//! Scalar cell values, label keys and column kinds.

use serde::{Deserialize, Serialize};
use std::cmp::Ordering;
use std::fmt;
use std::hash::{Hash, Hasher};

/// Strings treated as missing when parsing delimited text.
const MISSING_TOKENS: &[&str] = &[
    "", "na", "n/a", "nan", "-nan", "null", "none", "<na>", "#n/a",
];

/// A single cell of a dataset.
#[derive(Debug, Clone, PartialEq, Serialize, Deserialize)]
#[serde(untagged)]
pub enum Value {
    Null,
    Bool(bool),
    Number(f64),
    Text(String),
}

impl Value {
    /// Parse a raw text cell, inferring booleans, numbers and missing values.
    pub fn parse_cell(raw: &str) -> Self {
        let s = raw.trim();
        let lower = s.to_ascii_lowercase();
        if MISSING_TOKENS.contains(&lower.as_str()) {
            return Value::Null;
        }
        match lower.as_str() {
            "true" => return Value::Bool(true),
            "false" => return Value::Bool(false),
            _ => {}
        }
        match s.parse::<f64>() {
            Ok(n) if !n.is_nan() => Value::Number(n),
            _ => Value::Text(s.to_string()),
        }
    }

    pub fn is_null(&self) -> bool {
        matches!(self, Value::Null)
    }

    /// Numeric view used for correlation and linear models; booleans map to 0/1.
    pub fn as_f64(&self) -> Option<f64> {
        match self {
            Value::Number(n) => Some(*n),
            Value::Bool(b) => Some(if *b { 1.0 } else { 0.0 }),
            Value::Null | Value::Text(_) => None,
        }
    }

    /// Convert to a JSON value for model adapters.
    pub fn to_json(&self) -> serde_json::Value {
        match self {
            Value::Null => serde_json::Value::Null,
            Value::Bool(b) => serde_json::Value::Bool(*b),
            Value::Number(n) => serde_json::Number::from_f64(*n)
                .map(serde_json::Value::Number)
                .unwrap_or(serde_json::Value::Null),
            Value::Text(s) => serde_json::Value::String(s.clone()),
        }
    }

    /// Build a value from a JSON scalar. Arrays and objects become text.
    pub fn from_json(value: &serde_json::Value) -> Self {
        match value {
            serde_json::Value::Null => Value::Null,
            serde_json::Value::Bool(b) => Value::Bool(*b),
            serde_json::Value::Number(n) => n.as_f64().map(Value::Number).unwrap_or(Value::Null),
            serde_json::Value::String(s) => Value::Text(s.clone()),
            other => Value::Text(other.to_string()),
        }
    }
}

impl fmt::Display for Value {
    fn fmt(&self, f: &mut fmt::Formatter<'_>) -> fmt::Result {
        match self {
            Value::Null => write!(f, "null"),
            Value::Bool(b) => write!(f, "{b}"),
            Value::Number(n) => write!(f, "{n}"),
            Value::Text(s) => write!(f, "{s}"),
        }
    }
}

/// Inferred type of a column.
#[derive(Debug, Clone, Copy, PartialEq, Eq, Serialize, Deserialize)]
#[serde(rename_all = "snake_case")]
pub enum ColumnKind {
    Numeric,
    Boolean,
    Categorical,
}

impl ColumnKind {
    /// Infer the kind from the column's values. An all-null column is numeric.
    pub fn infer(values: &[Value]) -> Self {
        let mut has_number = false;
        let mut has_bool = false;
        for v in values {
            match v {
                Value::Null => {}
                Value::Number(_) => has_number = true,
                Value::Bool(_) => has_bool = true,
                Value::Text(_) => return ColumnKind::Categorical,
            }
        }
        match (has_number, has_bool) {
            (true, true) => ColumnKind::Categorical,
            (false, true) => ColumnKind::Boolean,
            _ => ColumnKind::Numeric,
        }
    }

    /// Numeric and boolean columns take part in correlation.
    pub fn is_numeric(self) -> bool {
        matches!(self, ColumnKind::Numeric | ColumnKind::Boolean)
    }
}

impl fmt::Display for ColumnKind {
    fn fmt(&self, f: &mut fmt::Formatter<'_>) -> fmt::Result {
        let s = match self {
            ColumnKind::Numeric => "numeric",
            ColumnKind::Boolean => "boolean",
            ColumnKind::Categorical => "categorical",
        };
        write!(f, "{s}")
    }
}

/// Float wrapper with total ordering and bitwise equality, so that
/// non-integral labels can be used as map keys.
#[derive(Debug, Clone, Copy)]
pub struct FloatKey(f64);

impl FloatKey {
    pub fn new(v: f64) -> Self {
        // -0.0 and 0.0 are the same label; all NaNs collapse to one.
        if v == 0.0 {
            Self(0.0)
        } else if v.is_nan() {
            Self(f64::NAN)
        } else {
            Self(v)
        }
    }

    pub fn get(self) -> f64 {
        self.0
    }
}

impl PartialEq for FloatKey {
    fn eq(&self, other: &Self) -> bool {
        self.0.to_bits() == other.0.to_bits()
    }
}

impl Eq for FloatKey {}

impl Hash for FloatKey {
    fn hash<H: Hasher>(&self, state: &mut H) {
        self.0.to_bits().hash(state);
    }
}

impl PartialOrd for FloatKey {
    fn partial_cmp(&self, other: &Self) -> Option<Ordering> {
        Some(self.cmp(other))
    }
}

impl Ord for FloatKey {
    fn cmp(&self, other: &Self) -> Ordering {
        self.0.total_cmp(&other.0)
    }
}

/// A class label or group value. Hashable and totally ordered so it can key
/// per-group maps.
#[derive(Debug, Clone, PartialEq, Eq, Hash, PartialOrd, Ord)]
pub enum Label {
    Missing,
    Bool(bool),
    Int(i64),
    Float(FloatKey),
    Text(String),
}

impl Label {
    /// Parse a label from user input (CLI flag or config) with the same
    /// inference rules as dataset cells.
    pub fn parse(raw: &str) -> Self {
        Label::from(&Value::parse_cell(raw))
    }

    pub fn from_number(n: f64) -> Self {
        if n.fract() == 0.0 && n.abs() < i64::MAX as f64 {
            Label::Int(n as i64)
        } else {
            Label::Float(FloatKey::new(n))
        }
    }

    /// Build a label from a JSON scalar returned by an external model.
    pub fn from_json(value: &serde_json::Value) -> Self {
        Label::from(&Value::from_json(value))
    }
}

impl From<&Value> for Label {
    fn from(value: &Value) -> Self {
        match value {
            Value::Null => Label::Missing,
            Value::Bool(b) => Label::Bool(*b),
            Value::Number(n) => Label::from_number(*n),
            Value::Text(s) => Label::Text(s.clone()),
        }
    }
}

impl From<i64> for Label {
    fn from(v: i64) -> Self {
        Label::Int(v)
    }
}

impl From<bool> for Label {
    fn from(v: bool) -> Self {
        Label::Bool(v)
    }
}

impl From<&str> for Label {
    fn from(v: &str) -> Self {
        Label::Text(v.to_string())
    }
}

impl fmt::Display for Label {
    fn fmt(&self, f: &mut fmt::Formatter<'_>) -> fmt::Result {
        match self {
            Label::Missing => write!(f, "null"),
            Label::Bool(b) => write!(f, "{b}"),
            Label::Int(i) => write!(f, "{i}"),
            Label::Float(x) => write!(f, "{}", x.get()),
            Label::Text(s) => write!(f, "{s}"),
        }
    }
}

impl Serialize for Label {
    fn serialize<S: serde::Serializer>(&self, serializer: S) -> Result<S::Ok, S::Error> {
        serializer.collect_str(self)
    }
}

impl<'de> Deserialize<'de> for Label {
    fn deserialize<D: serde::Deserializer<'de>>(deserializer: D) -> Result<Self, D::Error> {
        let value = serde_json::Value::deserialize(deserializer)?;
        Ok(match &value {
            serde_json::Value::String(s) => Label::parse(s),
            other => Label::from_json(other),
        })
    }
}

Exercise details -> Print each entry above word for word, leaving none out.

Solution for this exercise ->
//! Scalar cell values, label keys and column kinds.

use serde::{Deserialize, Serialize};
use std::cmp::Ordering;
use std::fmt;
use std::hash::{Hash, Hasher};

/// Strings treated as missing when parsing delimited text.
const MISSING_TOKENS: &[&str] = &[
    "", "na", "n/a", "nan", "-nan", "null", "none", "<na>", "#n/a",
];

/// A single cell of a dataset.
#[derive(Debug, Clone, PartialEq, Serialize, Deserialize)]
#[serde(untagged)]
pub enum Value {
    Null,
    Bool(bool),
    Number(f64),
    Text(String),
}

impl Value {
    /// Parse a raw text cell, inferring booleans, numbers and missing values.
    pub fn parse_cell(raw: &str) -> Self {
        let s = raw.trim();
        let lower = s.to_ascii_lowercase();
        if MISSING_TOKENS.contains(&lower.as_str()) {
            return Value::Null;
        }
        match lower.as_str() {
            "true" => return Value::Bool(true),
            "false" => return Value::Bool(false),
            _ => {}
        }
        match s.parse::<f64>() {
            Ok(n) if !n.is_nan() => Value::Number(n),
            _ => Value::Text(s.to_string()),
        }
    }

    pub fn is_null(&self) -> bool {
        matches!(self, Value::Null)
    }

    /// Numeric view used for correlation and linear models; booleans map to 0/1.
    pub fn as_f64(&self) -> Option<f64> {
        match self {
            Value::Number(n) => Some(*n),
            Value::Bool(b) => Some(if *b { 1.0 } else { 0.0 }),
            Value::Null | Value::Text(_) => None,
        }
    }

    /// Convert to a JSON value for model adapters.
    pub fn to_json(&self) -> serde_json::Value {
        match self {
            Value::Null => serde_json::Value::Null,
            Value::Bool(b) => serde_json::Value::Bool(*b),
            Value::Number(n) => serde_json::Number::from_f64(*n)
                .map(serde_json::Value::Number)
                .unwrap_or(serde_json::Value::Null),
            Value::Text(s) => serde_json::Value::String(s.clone()),
        }
    }

    /// Build a value from a JSON scalar. Arrays and objects become text.
    pub fn from_json(value: &serde_json::Value) -> Self {
        match value {
            serde_json::Value::Null => Value::Null,
            serde_json::Value::Bool(b) => Value::Bool(*b),
            serde_json::Value::Number(n) => n.as_f64().map(Value::Number).unwrap_or(Value::Null),
            serde_json::Value::String(s) => Value::Text(s.clone()),
            other => Value::Text(other.to_string()),
        }
    }
}

impl fmt::Display for Value {
    fn fmt(&self, f: &mut fmt::Formatter<'_>) -> fmt::Result {
        match self {
            Value::Null => write!(f, "null"),
            Value::Bool(b) => write!(f, "{b}"),
            Value::Number(n) => write!(f, "{n}"),
            Value::Text(s) => write!(f, "{s}"),
        }
    }
}

/// Inferred type of a column.
#[derive(Debug, Clone, Copy, PartialEq, Eq, Serialize, Deserialize)]
#[serde(rename_all = "snake_case")]
pub enum ColumnKind {
    Numeric,
    Boolean,
    Categorical,
}

impl ColumnKind {
    /// Infer the kind from the column's values. An all-null column is numeric.
    pub fn infer(values: &[Value]) -> Self {
        let mut has_number = false;
        let mut has_bool = false;
        for v in values {
            match v {
                Value::Null => {}
                Value::Number(_) => has_number = true,
                Value::Bool(_) => has_bool = true,
                Value::Text(_) => return ColumnKind::Categorical,
            }
        }
        match (has_number, has_bool) {
            (true, true) => ColumnKind::Categorical,
            (false, true) => ColumnKind::Boolean,
            _ => ColumnKind::Numeric,
        }
    }

    /// Numeric and boolean columns take part in correlation.
    pub fn is_numeric(self) -> bool {
        matches!(self, ColumnKind::Numeric | ColumnKind::Boolean)
    }
}

impl fmt::Display for ColumnKind {
    fn fmt(&self, f: &mut fmt::Formatter<'_>) -> fmt::Result {
        let s = match self {
            ColumnKind::Numeric => "numeric",
            ColumnKind::Boolean => "boolean",
            ColumnKind::Categorical => "categorical",
        };
        write!(f, "{s}")
    }
}

/// Float wrapper with total ordering and bitwise equality, so that
/// non-integral labels can be used as map keys.
#[derive(Debug, Clone, Copy)]
pub struct FloatKey(f64);

impl FloatKey {
    pub fn new(v: f64) -> Self {
        // -0.0 and 0.0 are the same label; all NaNs collapse to one.
        if v == 0.0 {
            Self(0.0)
        } else if v.is_nan() {
            Self(f64::NAN)
        } else {
            Self(v)
        }
    }

    pub fn get(self) -> f64 {
        self.0
    }
}

impl PartialEq for FloatKey {
    fn eq(&self, other: &Self) -> bool {
        self.0.to_bits() == other.0.to_bits()
    }
}

impl Eq for FloatKey {}

impl Hash for FloatKey {
    fn hash<H: Hasher>(&self, state: &mut H) {
        self.0.to_bits().hash(state);
    }
}

impl PartialOrd for FloatKey {
    fn partial_cmp(&self, other: &Self) -> Option<Ordering> {
        Some(self.cmp(other))
    }
}

impl Ord for FloatKey {
    fn cmp(&self, other: &Self) -> Ordering {
        self.0.total_cmp(&other.0)
    }
}

/// A class label or group value. Hashable and totally ordered so it can key
/// per-group maps.
#[derive(Debug, Clone, PartialEq, Eq, Hash, PartialOrd, Ord)]
pub enum Label {
    Missing,
    Bool(bool),
    Int(i64),
    Float(FloatKey),
    Text(String),
}

impl Label {
    /// Parse a label from user input (CLI flag or config) with the same
    /// inference rules as dataset cells.
    pub fn parse(raw: &str) -> Self {
        Label::from(&Value::parse_cell(raw))
    }

    pub fn from_number(n: f64) -> Self {
        if n.fract() == 0.0 && n.abs() < i64::MAX as f64 {
            Label::Int(n as i64)
        } else {
            Label::Float(FloatKey::new(n))
        }
    }

    /// Build a label from a JSON scalar returned by an external model.
    pub fn from_json(value: &serde_json::Value) -> Self {
        Label::from(&Value::from_json(value))
    }
}

impl From<&Value> for Label {
    fn from(value: &Value) -> Self {
        match value {
            Value::Null => Label::Missing,
            Value::Bool(b) => Label::Bool(*b),
            Value::Number(n) => Label::from_number(*n),
            Value::Text(s) => Label::Text(s.clone()),
        }
    }
}

impl From<i64> for Label {
    fn from(v: i64) -> Self {
        Label::Int(v)
    }
}

impl From<bool> for Label {
    fn from(v: bool) -> Self {
        Label::Bool(v)
    }
}

impl From<&str> for Label {
    fn from(v: &str) -> Self {
        Label::Text(v.to_string())
    }
}

impl fmt::Display for Label {
    fn fmt(&self, f: &mut fmt::Formatter<'_>) -> fmt::Result {
        match self {
            Label::Missing => write!(f, "null"),
            Label::Bool(b) => write!(f, "{b}"),
            Label::Int(i) => write!(f, "{i}"),
            Label::Float(x) => write!(f, "{}", x.get()),
            Label::Text(s) => write!(f, "{s}"),
        }
    }
}

impl Serialize for Label {
    fn serialize<S: serde::Serializer>(&self, serializer: S) -> Result<S::Ok, S::Error> {
        serializer.collect_str(self)
    }
}

impl<'de> Deserialize<'de> for Label {
    fn deserialize<D: serde::Deserializer<'de>>(deserializer: D) -> Result<Self, D::Error> {
        let value = serde_json::Value::deserialize(deserializer)?;
        Ok(match &value {
            serde_json::Value::String(s) => Label::parse(s),
            other => Label::from_json(other),
        })
    }
}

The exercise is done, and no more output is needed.